Say how many lines in the records contain the string "OutputFormat". Nothing but the number should be given.

Stored data
↓↓↓

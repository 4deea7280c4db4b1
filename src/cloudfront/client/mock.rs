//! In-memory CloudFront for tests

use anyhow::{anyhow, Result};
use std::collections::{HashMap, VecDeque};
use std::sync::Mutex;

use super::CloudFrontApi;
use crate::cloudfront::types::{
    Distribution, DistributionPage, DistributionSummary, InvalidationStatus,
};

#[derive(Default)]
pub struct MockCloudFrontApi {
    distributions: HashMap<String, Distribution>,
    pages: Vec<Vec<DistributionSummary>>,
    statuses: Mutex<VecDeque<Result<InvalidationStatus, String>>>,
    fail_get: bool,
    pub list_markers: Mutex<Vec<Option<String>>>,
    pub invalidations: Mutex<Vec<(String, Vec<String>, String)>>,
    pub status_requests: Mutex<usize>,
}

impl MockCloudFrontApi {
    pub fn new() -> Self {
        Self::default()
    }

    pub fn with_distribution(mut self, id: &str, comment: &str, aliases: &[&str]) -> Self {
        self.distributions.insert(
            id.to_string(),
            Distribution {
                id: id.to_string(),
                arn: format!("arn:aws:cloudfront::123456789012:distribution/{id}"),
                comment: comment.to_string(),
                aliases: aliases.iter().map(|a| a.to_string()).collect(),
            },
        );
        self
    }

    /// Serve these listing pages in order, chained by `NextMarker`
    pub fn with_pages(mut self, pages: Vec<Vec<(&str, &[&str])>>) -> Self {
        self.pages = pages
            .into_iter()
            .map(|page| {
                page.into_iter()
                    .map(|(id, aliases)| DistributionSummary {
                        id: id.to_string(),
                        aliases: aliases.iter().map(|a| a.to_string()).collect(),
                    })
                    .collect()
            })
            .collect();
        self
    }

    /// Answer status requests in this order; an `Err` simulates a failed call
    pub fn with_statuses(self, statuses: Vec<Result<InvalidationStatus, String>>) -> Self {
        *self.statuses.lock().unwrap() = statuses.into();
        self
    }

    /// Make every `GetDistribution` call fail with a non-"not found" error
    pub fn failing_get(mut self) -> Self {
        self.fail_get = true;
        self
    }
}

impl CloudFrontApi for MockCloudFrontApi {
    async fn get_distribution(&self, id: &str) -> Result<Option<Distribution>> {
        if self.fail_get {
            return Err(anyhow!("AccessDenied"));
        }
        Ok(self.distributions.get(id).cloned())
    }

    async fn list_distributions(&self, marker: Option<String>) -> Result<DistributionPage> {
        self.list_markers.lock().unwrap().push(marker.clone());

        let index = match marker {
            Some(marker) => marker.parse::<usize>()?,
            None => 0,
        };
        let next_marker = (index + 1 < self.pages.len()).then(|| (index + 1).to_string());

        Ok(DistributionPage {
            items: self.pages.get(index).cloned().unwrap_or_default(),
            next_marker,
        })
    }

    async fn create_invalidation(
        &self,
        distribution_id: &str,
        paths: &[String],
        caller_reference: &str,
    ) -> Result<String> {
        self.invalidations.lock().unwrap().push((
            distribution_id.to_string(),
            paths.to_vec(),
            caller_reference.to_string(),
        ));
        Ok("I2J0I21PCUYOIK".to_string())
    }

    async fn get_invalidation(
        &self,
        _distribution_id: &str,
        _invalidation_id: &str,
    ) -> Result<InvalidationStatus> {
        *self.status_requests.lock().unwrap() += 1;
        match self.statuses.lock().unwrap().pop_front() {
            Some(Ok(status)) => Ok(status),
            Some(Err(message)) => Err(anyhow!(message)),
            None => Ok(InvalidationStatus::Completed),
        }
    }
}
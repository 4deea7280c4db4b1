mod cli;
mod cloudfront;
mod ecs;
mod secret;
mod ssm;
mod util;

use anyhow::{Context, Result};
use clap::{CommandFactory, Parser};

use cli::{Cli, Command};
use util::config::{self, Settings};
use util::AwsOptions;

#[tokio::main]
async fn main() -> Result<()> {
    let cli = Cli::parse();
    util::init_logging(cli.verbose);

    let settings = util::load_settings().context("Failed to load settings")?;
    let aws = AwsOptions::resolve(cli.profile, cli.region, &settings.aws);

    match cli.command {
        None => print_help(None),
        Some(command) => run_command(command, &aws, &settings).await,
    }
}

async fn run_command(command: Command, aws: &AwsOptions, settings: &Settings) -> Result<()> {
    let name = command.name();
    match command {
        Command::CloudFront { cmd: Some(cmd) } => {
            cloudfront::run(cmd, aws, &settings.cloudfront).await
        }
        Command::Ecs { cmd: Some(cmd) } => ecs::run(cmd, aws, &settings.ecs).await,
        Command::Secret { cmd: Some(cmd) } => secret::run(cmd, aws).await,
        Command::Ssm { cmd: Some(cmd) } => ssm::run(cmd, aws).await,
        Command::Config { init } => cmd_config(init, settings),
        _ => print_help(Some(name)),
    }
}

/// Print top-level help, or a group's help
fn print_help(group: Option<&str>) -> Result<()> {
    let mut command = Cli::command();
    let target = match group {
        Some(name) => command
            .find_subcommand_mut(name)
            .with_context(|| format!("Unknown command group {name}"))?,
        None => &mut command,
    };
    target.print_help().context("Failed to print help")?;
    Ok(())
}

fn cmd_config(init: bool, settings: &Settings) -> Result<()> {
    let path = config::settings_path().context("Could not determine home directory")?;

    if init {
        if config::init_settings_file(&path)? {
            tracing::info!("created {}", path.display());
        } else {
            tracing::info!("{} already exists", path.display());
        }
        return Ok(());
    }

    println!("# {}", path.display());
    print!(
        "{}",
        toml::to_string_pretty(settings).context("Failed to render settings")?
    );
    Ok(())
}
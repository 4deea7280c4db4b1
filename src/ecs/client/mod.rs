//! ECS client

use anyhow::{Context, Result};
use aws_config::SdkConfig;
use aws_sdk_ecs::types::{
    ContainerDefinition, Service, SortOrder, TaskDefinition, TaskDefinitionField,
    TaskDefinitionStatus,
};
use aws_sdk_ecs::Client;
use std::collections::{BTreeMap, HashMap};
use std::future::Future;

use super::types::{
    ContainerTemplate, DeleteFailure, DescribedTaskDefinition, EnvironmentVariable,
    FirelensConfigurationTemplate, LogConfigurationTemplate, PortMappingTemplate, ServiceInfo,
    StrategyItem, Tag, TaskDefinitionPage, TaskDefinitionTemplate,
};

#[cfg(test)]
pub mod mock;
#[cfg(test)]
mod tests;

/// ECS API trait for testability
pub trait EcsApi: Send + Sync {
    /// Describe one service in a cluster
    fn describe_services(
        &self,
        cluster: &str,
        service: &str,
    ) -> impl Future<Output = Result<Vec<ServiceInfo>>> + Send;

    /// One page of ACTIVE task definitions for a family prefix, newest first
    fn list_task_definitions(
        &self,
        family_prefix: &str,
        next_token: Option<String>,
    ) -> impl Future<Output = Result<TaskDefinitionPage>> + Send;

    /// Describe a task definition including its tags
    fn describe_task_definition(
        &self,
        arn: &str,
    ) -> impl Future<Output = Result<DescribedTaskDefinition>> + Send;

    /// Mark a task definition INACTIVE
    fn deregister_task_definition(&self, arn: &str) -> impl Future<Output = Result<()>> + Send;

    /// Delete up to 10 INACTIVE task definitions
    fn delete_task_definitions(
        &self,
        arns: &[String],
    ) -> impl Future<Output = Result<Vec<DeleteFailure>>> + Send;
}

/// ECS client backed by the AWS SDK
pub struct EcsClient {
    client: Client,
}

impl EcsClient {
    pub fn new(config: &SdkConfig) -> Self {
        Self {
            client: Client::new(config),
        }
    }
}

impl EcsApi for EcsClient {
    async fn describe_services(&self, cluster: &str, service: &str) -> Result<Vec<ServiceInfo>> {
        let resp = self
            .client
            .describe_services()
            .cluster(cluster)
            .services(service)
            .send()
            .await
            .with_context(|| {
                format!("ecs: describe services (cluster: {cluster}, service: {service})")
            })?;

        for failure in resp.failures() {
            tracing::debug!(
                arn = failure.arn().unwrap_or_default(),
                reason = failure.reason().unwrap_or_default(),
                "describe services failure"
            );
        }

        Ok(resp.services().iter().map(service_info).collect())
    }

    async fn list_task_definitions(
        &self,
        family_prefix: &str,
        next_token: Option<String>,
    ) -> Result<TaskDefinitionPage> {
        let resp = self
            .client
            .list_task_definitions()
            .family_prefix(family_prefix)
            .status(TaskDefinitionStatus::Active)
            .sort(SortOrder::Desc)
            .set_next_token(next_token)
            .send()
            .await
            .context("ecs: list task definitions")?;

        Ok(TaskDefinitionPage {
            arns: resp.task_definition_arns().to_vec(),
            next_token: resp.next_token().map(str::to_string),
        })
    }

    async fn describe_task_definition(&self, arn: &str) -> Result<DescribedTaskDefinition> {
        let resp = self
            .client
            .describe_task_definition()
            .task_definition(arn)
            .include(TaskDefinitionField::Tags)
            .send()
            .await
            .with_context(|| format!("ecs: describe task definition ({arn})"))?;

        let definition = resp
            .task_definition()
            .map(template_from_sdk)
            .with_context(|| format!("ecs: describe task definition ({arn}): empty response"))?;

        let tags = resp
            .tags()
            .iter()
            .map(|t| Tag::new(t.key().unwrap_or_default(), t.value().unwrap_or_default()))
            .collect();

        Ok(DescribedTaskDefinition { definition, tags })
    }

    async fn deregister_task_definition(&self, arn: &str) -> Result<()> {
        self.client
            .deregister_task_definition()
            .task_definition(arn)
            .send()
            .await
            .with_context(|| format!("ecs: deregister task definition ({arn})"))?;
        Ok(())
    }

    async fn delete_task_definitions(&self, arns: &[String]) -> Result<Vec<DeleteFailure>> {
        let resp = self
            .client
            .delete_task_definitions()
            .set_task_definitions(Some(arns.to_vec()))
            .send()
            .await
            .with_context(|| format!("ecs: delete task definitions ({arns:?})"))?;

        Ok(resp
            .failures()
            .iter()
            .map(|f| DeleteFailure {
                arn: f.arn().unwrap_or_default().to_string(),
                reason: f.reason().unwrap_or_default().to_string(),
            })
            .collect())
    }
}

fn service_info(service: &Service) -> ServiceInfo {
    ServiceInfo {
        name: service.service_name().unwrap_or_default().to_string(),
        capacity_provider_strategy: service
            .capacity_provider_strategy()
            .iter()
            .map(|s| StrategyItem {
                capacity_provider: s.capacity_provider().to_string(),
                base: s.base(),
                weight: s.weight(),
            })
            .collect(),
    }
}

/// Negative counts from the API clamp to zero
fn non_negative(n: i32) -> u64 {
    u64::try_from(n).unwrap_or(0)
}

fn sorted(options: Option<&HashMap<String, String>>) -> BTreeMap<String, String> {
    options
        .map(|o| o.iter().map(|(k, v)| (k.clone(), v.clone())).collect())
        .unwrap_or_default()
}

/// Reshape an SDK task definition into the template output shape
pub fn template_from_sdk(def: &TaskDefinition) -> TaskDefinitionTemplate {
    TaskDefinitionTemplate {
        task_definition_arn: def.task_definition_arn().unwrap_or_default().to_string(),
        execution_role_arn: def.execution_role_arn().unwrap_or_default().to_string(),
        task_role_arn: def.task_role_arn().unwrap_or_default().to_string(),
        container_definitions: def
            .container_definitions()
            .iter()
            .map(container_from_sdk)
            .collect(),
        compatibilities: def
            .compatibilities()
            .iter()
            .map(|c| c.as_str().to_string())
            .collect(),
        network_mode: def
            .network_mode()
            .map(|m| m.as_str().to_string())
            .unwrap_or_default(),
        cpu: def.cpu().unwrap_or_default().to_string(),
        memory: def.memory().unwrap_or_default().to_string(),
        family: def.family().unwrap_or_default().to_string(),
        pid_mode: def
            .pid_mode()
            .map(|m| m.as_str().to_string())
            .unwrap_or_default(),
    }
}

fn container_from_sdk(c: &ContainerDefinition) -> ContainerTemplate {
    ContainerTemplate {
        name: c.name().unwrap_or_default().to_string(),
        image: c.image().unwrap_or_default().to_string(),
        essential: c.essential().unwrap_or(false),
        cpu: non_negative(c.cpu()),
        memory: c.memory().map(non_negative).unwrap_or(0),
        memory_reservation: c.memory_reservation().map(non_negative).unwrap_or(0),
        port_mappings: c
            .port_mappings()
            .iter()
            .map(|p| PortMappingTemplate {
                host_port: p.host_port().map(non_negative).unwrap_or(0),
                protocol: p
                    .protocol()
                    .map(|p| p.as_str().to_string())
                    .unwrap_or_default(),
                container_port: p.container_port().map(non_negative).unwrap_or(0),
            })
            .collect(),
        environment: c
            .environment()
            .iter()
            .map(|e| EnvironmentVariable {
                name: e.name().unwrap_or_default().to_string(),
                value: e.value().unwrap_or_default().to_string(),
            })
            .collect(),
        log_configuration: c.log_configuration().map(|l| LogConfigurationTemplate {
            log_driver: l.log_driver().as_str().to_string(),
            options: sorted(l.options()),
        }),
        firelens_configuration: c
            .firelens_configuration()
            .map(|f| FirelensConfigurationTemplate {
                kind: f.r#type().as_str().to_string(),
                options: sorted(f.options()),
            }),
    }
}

↑↑↑
↓↓↓

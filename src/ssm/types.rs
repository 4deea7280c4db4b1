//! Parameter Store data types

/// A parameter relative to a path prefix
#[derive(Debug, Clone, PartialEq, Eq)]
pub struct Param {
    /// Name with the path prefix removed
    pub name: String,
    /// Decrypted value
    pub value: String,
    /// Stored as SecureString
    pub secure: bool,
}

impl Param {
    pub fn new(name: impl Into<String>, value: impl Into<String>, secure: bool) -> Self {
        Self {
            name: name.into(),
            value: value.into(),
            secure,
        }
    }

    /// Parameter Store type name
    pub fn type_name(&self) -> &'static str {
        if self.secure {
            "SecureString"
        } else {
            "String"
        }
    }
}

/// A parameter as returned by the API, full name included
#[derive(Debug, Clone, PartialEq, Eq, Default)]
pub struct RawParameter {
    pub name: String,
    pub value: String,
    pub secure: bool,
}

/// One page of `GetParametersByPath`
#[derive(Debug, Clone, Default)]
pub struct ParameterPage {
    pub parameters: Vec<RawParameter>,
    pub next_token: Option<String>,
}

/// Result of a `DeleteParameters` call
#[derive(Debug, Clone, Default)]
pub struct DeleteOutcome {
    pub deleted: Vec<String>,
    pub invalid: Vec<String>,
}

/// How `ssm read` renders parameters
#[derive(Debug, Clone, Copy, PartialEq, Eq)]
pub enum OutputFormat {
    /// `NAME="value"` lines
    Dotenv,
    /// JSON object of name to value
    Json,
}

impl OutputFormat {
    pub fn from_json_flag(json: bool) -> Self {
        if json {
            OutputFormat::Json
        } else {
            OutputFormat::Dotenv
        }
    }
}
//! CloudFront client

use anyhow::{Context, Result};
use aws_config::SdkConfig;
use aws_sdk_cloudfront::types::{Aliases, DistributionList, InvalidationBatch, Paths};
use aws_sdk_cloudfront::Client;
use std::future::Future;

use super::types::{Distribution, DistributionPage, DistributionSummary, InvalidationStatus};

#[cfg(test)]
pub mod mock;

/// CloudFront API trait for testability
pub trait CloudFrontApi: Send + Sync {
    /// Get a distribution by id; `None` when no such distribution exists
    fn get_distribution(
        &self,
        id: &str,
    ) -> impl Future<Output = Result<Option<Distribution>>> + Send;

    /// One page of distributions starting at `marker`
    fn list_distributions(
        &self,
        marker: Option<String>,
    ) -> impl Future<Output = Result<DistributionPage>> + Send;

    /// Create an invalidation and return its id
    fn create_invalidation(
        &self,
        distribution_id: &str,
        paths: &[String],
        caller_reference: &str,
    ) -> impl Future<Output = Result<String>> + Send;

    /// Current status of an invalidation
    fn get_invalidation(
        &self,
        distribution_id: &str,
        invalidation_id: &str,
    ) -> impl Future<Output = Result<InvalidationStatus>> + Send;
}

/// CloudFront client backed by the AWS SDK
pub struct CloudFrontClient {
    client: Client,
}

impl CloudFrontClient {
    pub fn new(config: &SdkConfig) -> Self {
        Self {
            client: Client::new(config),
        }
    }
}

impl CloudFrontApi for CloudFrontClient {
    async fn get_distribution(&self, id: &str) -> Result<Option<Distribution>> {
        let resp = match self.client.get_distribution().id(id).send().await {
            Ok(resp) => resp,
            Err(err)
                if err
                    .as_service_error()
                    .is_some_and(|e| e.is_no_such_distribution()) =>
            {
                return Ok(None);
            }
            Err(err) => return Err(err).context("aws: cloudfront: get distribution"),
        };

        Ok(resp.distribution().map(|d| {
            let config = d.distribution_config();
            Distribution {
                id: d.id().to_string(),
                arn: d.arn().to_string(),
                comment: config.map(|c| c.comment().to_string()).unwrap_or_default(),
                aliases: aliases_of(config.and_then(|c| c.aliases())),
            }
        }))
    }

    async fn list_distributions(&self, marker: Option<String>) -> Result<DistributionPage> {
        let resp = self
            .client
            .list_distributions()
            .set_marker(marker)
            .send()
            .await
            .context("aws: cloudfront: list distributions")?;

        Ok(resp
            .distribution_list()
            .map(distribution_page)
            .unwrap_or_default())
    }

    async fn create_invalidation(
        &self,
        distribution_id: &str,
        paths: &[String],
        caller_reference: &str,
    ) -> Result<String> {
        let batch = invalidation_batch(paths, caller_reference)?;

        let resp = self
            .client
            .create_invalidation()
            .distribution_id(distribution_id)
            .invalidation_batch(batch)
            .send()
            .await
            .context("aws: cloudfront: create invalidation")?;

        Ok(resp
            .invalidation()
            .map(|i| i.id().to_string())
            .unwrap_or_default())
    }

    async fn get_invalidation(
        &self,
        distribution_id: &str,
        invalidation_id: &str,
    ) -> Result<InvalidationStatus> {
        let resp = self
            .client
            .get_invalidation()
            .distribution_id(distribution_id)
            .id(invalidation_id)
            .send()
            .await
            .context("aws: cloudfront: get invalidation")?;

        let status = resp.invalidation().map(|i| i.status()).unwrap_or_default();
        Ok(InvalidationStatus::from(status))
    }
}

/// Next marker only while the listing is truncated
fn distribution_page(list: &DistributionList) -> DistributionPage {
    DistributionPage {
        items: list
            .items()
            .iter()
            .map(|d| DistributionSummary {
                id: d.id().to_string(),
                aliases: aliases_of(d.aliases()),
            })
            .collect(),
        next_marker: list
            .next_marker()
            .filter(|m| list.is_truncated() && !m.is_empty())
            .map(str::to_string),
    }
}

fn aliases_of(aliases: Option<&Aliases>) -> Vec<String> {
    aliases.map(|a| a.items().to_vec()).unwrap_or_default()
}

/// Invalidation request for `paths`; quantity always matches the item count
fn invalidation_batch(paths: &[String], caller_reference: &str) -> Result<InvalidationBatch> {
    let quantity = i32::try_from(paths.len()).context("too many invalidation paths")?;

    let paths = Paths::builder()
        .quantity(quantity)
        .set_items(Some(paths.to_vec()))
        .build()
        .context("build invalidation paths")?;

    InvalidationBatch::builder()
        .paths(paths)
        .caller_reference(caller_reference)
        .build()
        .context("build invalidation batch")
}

↑↑↑

Output of the task
4